What to do: Only one stretch of the data below is wanted: the lines from the one with "let Ok(entry) = serde_json::from_value::<CacheEntry>(row)" through the one with "row_key = CacheEntry::row_key(&entry.entry_type, &entry.key);", repeated exactly.

Given records:
• • •

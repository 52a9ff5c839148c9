//! 데이터 모듈 오류 타입.

use std::time::Duration;

use thiserror::Error;

use crate::retry::{RetryPolicy, RetryableError};

/// 외부 데이터 조회 오류.
#[derive(Debug, Error)]
pub enum DataError {
    /// 잘못된 요청 인자 (빈 코인 ID 등)
    #[error("Invalid input: {0}")]
    InvalidInput(String),

    /// 요청 한도 초과 (HTTP 429)
    #[error("Rate limit exceeded")]
    RateLimited,

    /// 요청 타임아웃
    #[error("Request timeout: {0}")]
    Timeout(String),

    /// 네트워크/연결 오류
    #[error("Network error: {0}")]
    Network(String),

    /// 리소스를 찾을 수 없음 (잘못된 코인 ID 등)
    #[error("Not found: {0}")]
    NotFound(String),

    /// 그 외 HTTP 오류 응답
    #[error("HTTP error {status}: {message}")]
    Http { status: u16, message: String },

    /// 응답 형식 오류
    #[error("Malformed response: {0}")]
    Malformed(String),

    /// 빈 응답
    #[error("Empty response: {0}")]
    Empty(String),
}

impl DataError {
    /// 재시도 가능한 에러인지 확인.
    pub fn is_retryable(&self) -> bool {
        matches!(
            self,
            DataError::RateLimited | DataError::Timeout(_) | DataError::Network(_)
        )
    }
}

impl RetryableError for DataError {
    fn retry_delay(&self, attempt: u32, policy: &RetryPolicy) -> Option<Duration> {
        match self {
            DataError::RateLimited => Some(policy.rate_limit_delay(attempt)),
            DataError::Timeout(_) => Some(policy.timeout_retry_delay),
            DataError::Network(_) => Some(policy.connection_retry_delay),
            _ => None,
        }
    }
}

impl From<reqwest::Error> for DataError {
    fn from(err: reqwest::Error) -> Self {
        if err.is_timeout() {
            DataError::Timeout(err.to_string())
        } else if err.is_decode() {
            DataError::Malformed(err.to_string())
        } else if let Some(status) = err.status() {
            DataError::Http {
                status: status.as_u16(),
                message: err.to_string(),
            }
        } else {
            DataError::Network(err.to_string())
        }
    }
}

impl From<serde_json::Error> for DataError {
    fn from(err: serde_json::Error) -> Self {
        DataError::Malformed(err.to_string())
    }
}

pub type Result<T> = std::result::Result<T, DataError>;
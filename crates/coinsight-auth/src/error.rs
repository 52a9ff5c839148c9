//! 인증 에러 타입.

use coinsight_core::CoinsightError;
use thiserror::Error;

use crate::password::PasswordError;

/// 로그인 처리 에러.
///
/// 잘못된 자격 증명이나 잠금은 에러가 아니라 [`crate::LoginOutcome`]으로 표현됩니다.
#[derive(Debug, Error)]
pub enum AuthError {
    /// 비밀번호 해싱/검증 실패
    #[error(transparent)]
    Password(#[from] PasswordError),

    /// 세션 저장소 오류
    #[error("세션 저장소 오류: {0}")]
    Store(String),

    /// 잘못된 인증 설정
    #[error("인증 설정 오류: {0}")]
    Config(String),
}

pub type AuthResult<T> = Result<T, AuthError>;

impl From<AuthError> for CoinsightError {
    fn from(err: AuthError) -> Self {
        match err {
            AuthError::Config(message) => CoinsightError::Config(message),
            other => CoinsightError::Auth(other.to_string()),
        }
    }
}
impl PersistentCache {
    /// Open the cache over a storage backend, spawning the refresh worker and
    /// the expiry sweeper. The returned cache owns both tasks; call
    /// [`PersistentCache::close`] to stop them.
    pub fn open(store: Arc<dyn TableStore>, settings: CacheSettings) -> Self {
        let (refresh_tx, refresh_rx) = mpsc::channel(settings.refresh_queue_capacity);
        let stats = Arc::new(Mutex::new(CacheStats::default()));

        let worker = tokio::spawn(refresh_worker(
            refresh_rx,
            store.clone(),
            stats.clone(),
            settings.refresh_delay,
        ));
        let sweeper = tokio::spawn(sweep_loop(
            store.clone(),
            stats.clone(),
            settings.sweep_interval,
        ));

        Self {
            store,
            settings,
            refresh_tx,
            stats,
            worker: std::sync::Mutex::new(Some(worker)),
            sweeper: std::sync::Mutex::new(Some(sweeper)),
        }
    }

    /// Stop the background refresh worker and sweeper
    pub fn close(&self) {
        if let Ok(mut guard) = self.worker.lock() {
            if let Some(handle) = guard.take() {
                handle.abort();
            }
        }
        if let Ok(mut guard) = self.sweeper.lock() {
            if let Some(handle) = guard.take() {
                handle.abort();
            }
        }
        debug!("Cache background tasks stopped");
    }

    /// Read a non-expired entry. Absent, expired, and undecodable entries are
    /// all misses, as is a storage read failure (the cache fails open toward
    /// freshness rather than crashing the read path).
    pub async fn get<T>(&self, entry_type: &str, key: &str) -> Option<T>
    where
        T: DeserializeOwned,
    {
        let now = Utc::now();
        if let Some(entry) = self.load_entry(entry_type, key).await {
            if !entry.is_expired(now) {
                match serde_json::from_value(entry.payload) {
                    Ok(value) => {
                        self.stats.lock().await.hits += 1;
                        debug!("Cache hit for {}:{}", entry_type, key);
                        return Some(value);
                    }
                    Err(e) => {
                        warn!(
                            "Discarding undecodable cache payload for {}:{}: {}",
                            entry_type, key, e
                        );
                    }
                }
            }
        }
        self.stats.lock().await.misses += 1;
        None
    }

    /// Upsert an entry with `expires_at = now + ttl`, defaulting the TTL to
    /// the entry type's configured value
    pub async fn set<T>(
        &self,
        entry_type: &str,
        key: &str,
        value: &T,
        ttl: Option<Duration>,
    ) -> Result<(), ApplicationError>
    where
        T: Serialize,
    {
        let payload = serde_json::to_value(value)?;
        let ttl = ttl.unwrap_or_else(|| self.settings.ttl_for(entry_type));
        persist_entry(&self.store, entry_type, key, payload, ttl).await
    }

    /// Delete a single entry, every entry of a type, or everything
    pub async fn invalidate(
        &self,
        entry_type: Option<&str>,
        key: Option<&str>,
    ) -> Result<u64, ApplicationError> {
        match (entry_type, key) {
            (Some(entry_type), Some(key)) => {
                let removed = self
                    .store
                    .delete(CACHE_TABLE, &CacheEntry::row_key(entry_type, key))
                    .await?;
                Ok(u64::from(removed))
            }
            (Some(entry_type), None) => {
                let mut removed = 0u64;
                for row in self.store.list(CACHE_TABLE).await? {
                    let Ok(entry) = serde_json::from_value::<CacheEntry>(row) else {
                        continue;
                    };
                    if entry.entry_type == entry_type {
                        let row_key = CacheEntry::row_key(&entry.entry_type, &entry.key);
                        if self.store.delete(CACHE_TABLE, &row_key).await? {
                            removed += 1;
                        }
                    }
                }
                Ok(removed)
            }
            (None, None) => Ok(self.store.clear(CACHE_TABLE).await?),
            (None, Some(_)) => Err(ApplicationError::Domain(
                crate::domain::DomainError::InvalidInput {
                    field: "entry_type".to_string(),
                    message: "Invalidating by key requires an entry type".to_string(),
                },
            )),
        }
    }

    /// Primary read path: return a stored value instantly, scheduling a
    /// background refresh once the entry has crossed half its TTL; fetch
    /// synchronously on a miss. A failed store of the fetched value is logged
    /// and swallowed so the caller still receives it.
    pub async fn get_or_fetch<T, F, Fut>(
        &self,
        entry_type: &str,
        key: &str,
        fetch: F,
    ) -> Result<T, ApplicationError>
    where
        T: Serialize + DeserializeOwned + Send + 'static,
        F: Fn() -> Fut + Send + Sync + 'static,
        Fut: Future<Output = Result<T, ApplicationError>> + Send + 'static,
    {
        let now = Utc::now();
        if let Some(entry) = self.load_entry(entry_type, key).await {
            if !entry.is_expired(now) {
                match serde_json::from_value::<T>(entry.payload.clone()) {
                    Ok(value) => {
                        self.stats.lock().await.hits += 1;
                        if entry.is_stale(now) {
                            let ttl = entry
                                .ttl()
                                .to_std()
                                .unwrap_or_else(|_| self.settings.ttl_for(entry_type));
                            self.schedule_refresh(entry_type, key, ttl, fetch).await;
                        }
                        return Ok(value);
                    }
                    Err(e) => {
                        warn!(
                            "Discarding undecodable cache payload for {}:{}: {}",
                            entry_type, key, e
                        );
                    }
                }
            }
        }

        self.stats.lock().await.misses += 1;
        debug!("Cache miss for {}:{}, fetching", entry_type, key);
        let value = fetch().await?;
        if let Err(e) = self.set(entry_type, key, &value, None).await {
            warn!("Failed to persist fetched entry {}:{}: {}", entry_type, key, e);
        }
        Ok(value)
    }

    /// Get cache statistics for monitoring
    pub async fn stats(&self) -> CacheStats {
        self.stats.lock().await.clone()
    }

    async fn load_entry(&self, entry_type: &str, key: &str) -> Option<CacheEntry> {
        let row_key = CacheEntry::row_key(entry_type, key);
        match self.store.get(CACHE_TABLE, &row_key).await {
            Ok(Some(row)) => match serde_json::from_value(row) {
                Ok(entry) => Some(entry),
                Err(e) => {
                    warn!("Discarding corrupted cache entry {}: {}", row_key, e);
                    None
                }
            },
            Ok(None) => None,
            Err(e) => {
                // Storage failures are read as misses rather than errors
                warn!("Cache read failed for {}, treating as miss: {}", row_key, e);
                None
            }
        }
    }

    async fn schedule_refresh<T, F, Fut>(&self, entry_type: &str, key: &str, ttl: Duration, fetch: F)
    where
        T: Serialize + Send + 'static,
        F: Fn() -> Fut + Send + Sync + 'static,
        Fut: Future<Output = Result<T, ApplicationError>> + Send + 'static,
    {
        let task = RefreshTask {
            entry_type: entry_type.to_string(),
            key: key.to_string(),
            ttl,
            fetch: Box::new(move || {
                Box::pin(async move {
                    let value = fetch().await?;
                    serde_json::to_value(value).map_err(ApplicationError::Json)
                })
            }),
        };

        match self.refresh_tx.try_send(task) {
            Ok(()) => debug!("Scheduled background refresh for {}:{}", entry_type, key),
            Err(TrySendError::Full(_)) => {
                // The entry is still valid; the next stale read re-queues it
                debug!("Refresh queue full, dropping refresh for {}:{}", entry_type, key);
                self.stats.lock().await.dropped_refreshes += 1;
            }
            Err(TrySendError::Closed(_)) => {
                warn!("Refresh queue closed, cache is shutting down");
            }
        }
    }
}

• • •

Output:
                    let Ok(entry) = serde_json::from_value::<CacheEntry>(row) else {
                        continue;
                    };
                    if entry.entry_type == entry_type {
                        let row_key = CacheEntry::row_key(&entry.entry_type, &entry.key);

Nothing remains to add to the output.